Start of Records for the exercise

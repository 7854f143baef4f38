//! Process-wide logging setup.
//!
//! The logger is installed first thing in `main`, before the config is read,
//! so config warnings are not lost. Lines always go to stderr. Until the log
//! directory is known they are also held in memory. `attach` then moves them
//! into a per-run file under `{dir}/{YYYY.MM.DD}/`, or drops them when no
//! directory is configured.

use anyhow::{anyhow, Context, Result};
use chrono::NaiveDateTime;
use std::fs::{self, File};
use std::io::{self, Write};
use std::path::{Path, PathBuf};
use std::sync::{Arc, Mutex, OnceLock};

use crate::frame::now_local;

static SINK: OnceLock<Arc<Mutex<Sink>>> = OnceLock::new();

/// `{dir}/{YYYY.MM.DD}/{YYYY.MM.DD_HHMMSS}.log`
pub fn log_file_path(dir: &Path, started_at: NaiveDateTime) -> PathBuf {
    dir.join(started_at.format("%Y.%m.%d").to_string())
        .join(started_at.format("%Y.%m.%d_%H%M%S.log").to_string())
}

/// Installs the global logger. `RUST_LOG` filters, defaulting to `info`.
pub fn init() -> Result<()> {
    let sink = Arc::new(Mutex::new(Sink::Pending(Vec::new())));

    let mut builder =
        env_logger::Builder::from_env(env_logger::Env::default().default_filter_or("info"));
    builder.format(|buf, record| {
        writeln!(
            buf,
            "{}: {:<8}:{}: {}",
            now_local().format("%H:%M:%S%.6f"),
            record.level(),
            record.target(),
            record.args()
        )
    });
    builder.target(env_logger::Target::Pipe(Box::new(Tee { sink: sink.clone() })));
    builder.try_init().context("install logger")?;

    SINK.set(sink)
        .map_err(|_| anyhow!("logger already installed"))?;
    Ok(())
}

/// Opens the run's log file under `log_dir` and flushes the lines logged so
/// far into it. With no directory, buffering stops and stderr is the only target.
pub fn attach(log_dir: Option<&Path>) -> Result<Option<PathBuf>> {
    let sink = SINK.get().ok_or_else(|| anyhow!("logger not installed"))?;
    attach_sink(sink, log_dir)
}

fn attach_sink(sink: &Mutex<Sink>, log_dir: Option<&Path>) -> Result<Option<PathBuf>> {
    let Some(dir) = log_dir else {
        *lock(sink) = Sink::Off;
        return Ok(None);
    };

    let path = log_file_path(dir, now_local());
    if let Some(parent) = path.parent() {
        fs::create_dir_all(parent)
            .with_context(|| format!("create log directory {}", parent.display()))?;
    }
    let mut file =
        File::create(&path).with_context(|| format!("create log file {}", path.display()))?;

    let mut sink = lock(sink);
    if let Sink::Pending(early) = &*sink {
        file.write_all(early)
            .with_context(|| format!("write log file {}", path.display()))?;
    }
    *sink = Sink::File(file);
    Ok(Some(path))
}

fn lock(sink: &Mutex<Sink>) -> std::sync::MutexGuard<'_, Sink> {
    sink.lock().unwrap_or_else(|e| e.into_inner())
}

/// Where log lines go besides stderr.
enum Sink {
    /// Log directory not known yet.
    Pending(Vec<u8>),
    File(File),
    Off,
}

/// Copies every log line to stderr and the current sink.
struct Tee {
    sink: Arc<Mutex<Sink>>,
}

impl Write for Tee {
    fn write(&mut self, buf: &[u8]) -> io::Result<usize> {
        // A closed stderr must not stop the file copy.
        let _ = io::stderr().write_all(buf);
        match &mut *lock(&self.sink) {
            Sink::Pending(early) => early.extend_from_slice(buf),
            Sink::File(file) => file.write_all(buf)?,
            Sink::Off => {}
        }
        Ok(buf.len())
    }

    fn flush(&mut self) -> io::Result<()> {
        let _ = io::stderr().flush();
        match &mut *lock(&self.sink) {
            Sink::File(file) => file.flush(),
            _ => Ok(()),
        }
    }
}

End of Records for the exercise

▸ **What the task asks**: Keep to the lines above, from the first one through the line where "Until the log" appears, and copy them exactly.

▸ **Exercise answer**:
repository 7854f143baef4f38
//! Process-wide logging setup.
//!
//! The logger is installed first thing in `main`, before the config is read,
//! so config warnings are not lost. Lines always go to stderr. Until the log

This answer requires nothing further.